La Camera approva testo per tutela consumatori su made in Italy doc

01 aprile 2016

Approvato il 30 marzo scorso alla Camera, con la sola astensione di M5S e senza voti contrari, il disegno di legge sui sistemi anticontraffazione per l'identificazione dei prodotti di origine italiana o interamente prodotti in Italia. Arriva così il Made in Italy doc (http://www.ansa.it/canale_terraegusto/notizie/istituzioni/2016/03/30/arriva-made-in-italy-doc-passaporto-per-eccellenze-_0e87139e-4650-4ae4-bba8-4dab832397fc.html): i prodotti, alimentari e non solo, potranno essere tutti identificabili, a garanzia dei consumatori, ma non solo. Migliorare l'accesso alle informazioni che consentono la tracciabilità dei prodotti consentirà infatti di tutelare, oltre agli interessi e alla salute dei consumatori, anche le imprese, il lavoro e le eccellenze italiani.
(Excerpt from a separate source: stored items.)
//! Process configuration for deploy-info.
//!
//! Everything is read from the environment once at startup and validated
//! before the listener is bound. A malformed value (e.g. `PORT=eighty`) is a
//! startup error rather than a silent fallback to the default; an unset or
//! empty value means "use the default".
//!
//! | Variable               | Default |
//! |------------------------|---------|
//! | `PORT`                 | `8080`  |
//! | `SHUTDOWN_GRACE_SECS`  | `30`    |
//! | `REQUEST_TIMEOUT_SECS` | `15`    |
//!
//! The `VERSION` override is deliberately *not* part of [`Config`]: it is
//! re-read on every `/info` request (see [`crate::version`]).

use std::{net::SocketAddr, str::FromStr, time::Duration};

use anyhow::Context;

use crate::version::VersionSource;

/// Top-level service configuration.
#[derive(Debug, Clone)]
pub struct Config {
    /// TCP port for the HTTP listener (default: 8080).
    pub port: u16,

    /// How long in-flight requests may run after a shutdown signal before the
    /// server is forcibly stopped (default: 30 s).
    pub grace_period: Duration,

    /// Upper bound for a single request; exceeding it yields `408 Request Timeout`
    /// (default: 15 s).
    pub request_timeout: Duration,

    /// Where the served version comes from.
    pub version: VersionSource,
}

impl Default for Config {
    fn default() -> Self {
        Self {
            port: defaults::port(),
            grace_period: Duration::from_secs(defaults::grace_secs()),
            request_timeout: Duration::from_secs(defaults::request_timeout_secs()),
            version: VersionSource::default(),
        }
    }
}

impl Config {
    /// Load from the process environment.
    pub fn from_env() -> anyhow::Result<Self> {
        Self::from_lookup(|key| std::env::var(key).ok())
    }

    /// Load using an arbitrary key lookup.
    ///
    /// Tests pass a closure over a fixed map instead of touching process env.
    pub fn from_lookup<F>(lookup: F) -> anyhow::Result<Self>
    where
        F: Fn(&str) -> Option<String>,
    {
        let port = parse_or(&lookup, "PORT", defaults::port())?;
        let grace_secs = parse_or(&lookup, "SHUTDOWN_GRACE_SECS", defaults::grace_secs())?;
        let timeout_secs = parse_or(
            &lookup,
            "REQUEST_TIMEOUT_SECS",
            defaults::request_timeout_secs(),
        )?;

        let config = Self {
            port,
            grace_period: Duration::from_secs(grace_secs),
            request_timeout: Duration::from_secs(timeout_secs),
            version: VersionSource::default(),
        };
        config.validate()?;
        Ok(config)
    }

    fn validate(&self) -> anyhow::Result<()> {
        anyhow::ensure!(
            !self.request_timeout.is_zero(),
            "REQUEST_TIMEOUT_SECS must be greater than zero"
        );
        Ok(())
    }

    /// Address the listener binds to: all interfaces on [`Config::port`].
    pub fn listen_addr(&self) -> SocketAddr {
        SocketAddr::from(([0, 0, 0, 0], self.port))
    }
}

/// Parse `key` with `T::from_str`, treating an unset or empty value as `default`.
fn parse_or<F, T>(lookup: &F, key: &str, default: T) -> anyhow::Result<T>
where
    F: Fn(&str) -> Option<String>,
    T: FromStr,
    T::Err: std::error::Error + Send + Sync + 'static,
{
    match lookup(key).filter(|v| !v.is_empty()) {
        Some(raw) => raw
            .parse()
            .with_context(|| format!("invalid {key} value `{raw}`")),
        None => Ok(default),
    }
}

mod defaults {
    pub fn port() -> u16 { 8080 }
    pub fn grace_secs() -> u64 { 30 }
    pub fn request_timeout_secs() -> u64 { 15 }
}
Il testo approvato, che ora è passato al Senato (http://www.senato.it/service/PDF/PDFServer/BGT/00969330.pdf), prevede l'introduzione di un sistema volontario da parte dei produttori di autenticazione e di tracciabilità dei prodotti, mediante l'uso di codici identificativi non replicabili, per consentire al consumatore di conoscere l'effettiva origine dei beni che acquista attraverso adeguate informazioni sulla qualità e sulla provenienza dei componenti, delle materie prime, sul processo di lavorazione delle merci e dei prodotti intermedi e finiti. In particolare il codice conterrà riferimenti, riscontrabili per via telematica, ai dati del produttore, dell'ente certificatore della filiera del prodotto, del distributore che fornisce il sistema dei codici identificativi, nonché l'elencazione di ogni fase di lavorazione. Il codice consiste in un segno unico e non riproducibile, ottimizzato per il sistema mobile e per le applicazioni di smartphone e tablet e i loro futuri sviluppi tecnologici.

Per rispettare il diritto comunitario, l'impianto del provvedimento è mirato alla tutela del consumatore, ai sensi dell'articolo 169 del Trattato sul funzionamento dell'Unione europea, che promuove appunto il diritto dei consumatori all'informazione, per tutelarne gli interessi e per contribuire a proteggerne la salute, la sicurezza e l'interesse economico. Inoltre, per prevenire possibili incompatibilità comunitarie, queste procedure sono condotte dalle aziende su base volontaria, mediante l'applicazione ai propri prodotti di codici identificativi non replicabili. Le aziende che intendono attivare questa procedura di tracciabilità volontaria, aderendo a questa forma informativa verso il consumatore, sono ammesse a godere dei contributi di cui al decreto-legge n. 69 del 2013, cosiddetto Nuova Sabatini. A fronte però di questa possibilità di informazione e di dichiarazioni al pubblico e della possibilità del relativo sostegno economico, le aziende che utilizzeranno questo metodo informativo verranno sottoposte, come previsto all'articolo 4, alle conseguenze dell'articolo 517 del codice penale. Articolo quest’ultimo che prevede la reclusione e fino a 20.000 euro di multa in caso di false e mendaci dichiarazioni, sempre che tali dichiarazioni non configurino un diverso e maggior reato. Una giusta severità, per chi sarà fraudolento in questo processo, necessaria a tutela della pubblica fede e di chi opera in maniera corretta ed onesta. 

Per quanto riguarda i contributi previsti dal testo di legge, i finanziamenti potranno essere attribuiti a micro, piccole e medie imprese, a distretti produttivi, a forme aggregative di imprese, quali consorzi, anche in forma di società, a raggruppamenti temporanei di impresa, a contratti di rete, alle start-up innovative e ad imprese agricole e della pesca, fino ad una quota pari a 20 milioni di euro a valere sui fondi previsti dall'articolo 1, comma 243, della L. n. 190/2014, che prevede finanziamenti e contributi a tasso agevolato per gli investimenti in macchinari, impianti, beni strumentali di impresa e attrezzature nuovi di fabbrica ad uso produttivo, nonché per gli investimenti in hardware, in software ed in tecnologie digitali.

In molti confidiamo che questo provvedimento possa, una volta approvato, consentire una concreta salvaguardia anche di tante piccole realtà produttive locali che stanno oggi soffrendo, nella filiera dell’alimentare soprattutto, perché il loro lavoro e prodotti non vengono adeguatamente remunerati.